There was an article in The Guardian last week about the merits of going grey.

It’s crazy how far this topic has moved over the last few years. Even a hint of grey used to be anathema to most women, for all the clichés we’d heard about – becoming invisible, looking like a grandmother, basically looking too old to be cool.

Grey is the new black. Or brown. Or brunette. Or ginger. Or blonde. Hip young thangs are literally buying into this new hair colour trend, actually asking for it at the salon. My teenage daughter thought going grey would be cool, but for anyone over 40 or going grey a little prematurely – and we’re the ones who’ve been dyeing our hair for decades – this is the most curious fashion trend imaginable. Wanting to go grey? Who would have thunk it?

Of course, once celebrities like Rhianna and Lady Gaga stepped out styling new shades of grey, it became a hot discussion topic. A grey matter. The older brains were trying to decipher the desire behind this look that had previously been the exclusive domain of the Mature Woman. After all, this is something we’ve been evading for….ever.

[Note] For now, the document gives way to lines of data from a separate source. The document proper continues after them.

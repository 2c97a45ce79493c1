//! Repository traits for metadata operations.

pub mod files;
pub mod heartbeats;
pub mod tokens;

pub use files::FileRepo;
pub use heartbeats::HeartbeatRepo;
pub use tokens::TokenRepo;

Younger brains were running wild with this new look, and I’m sure there’s been many an interesting conversation between mums and daughters and their friends, debating all the pros and cons of this new silvery look. Silver fox, by the way, might work as an attractive moniker for men embracing their grey with style, but silver vixen? I don’ think so. It’s loaded with connotations.

I’m in the category with the dubious honour of turning grey naturally. The ‘white stripes’ (as I try to affectionately call them), at my temples are indeed pure white, but with blonde hair, they blend in pretty well. One of my hairdresser friends said encouragingly that “you’re rocking those white stripes” but my younger sister was aghast. To her, it was a travesty to even consider such a cool grey notion and grey very much equals an epic style fail. So anyone my age is caught in the middle of a grey conundrum.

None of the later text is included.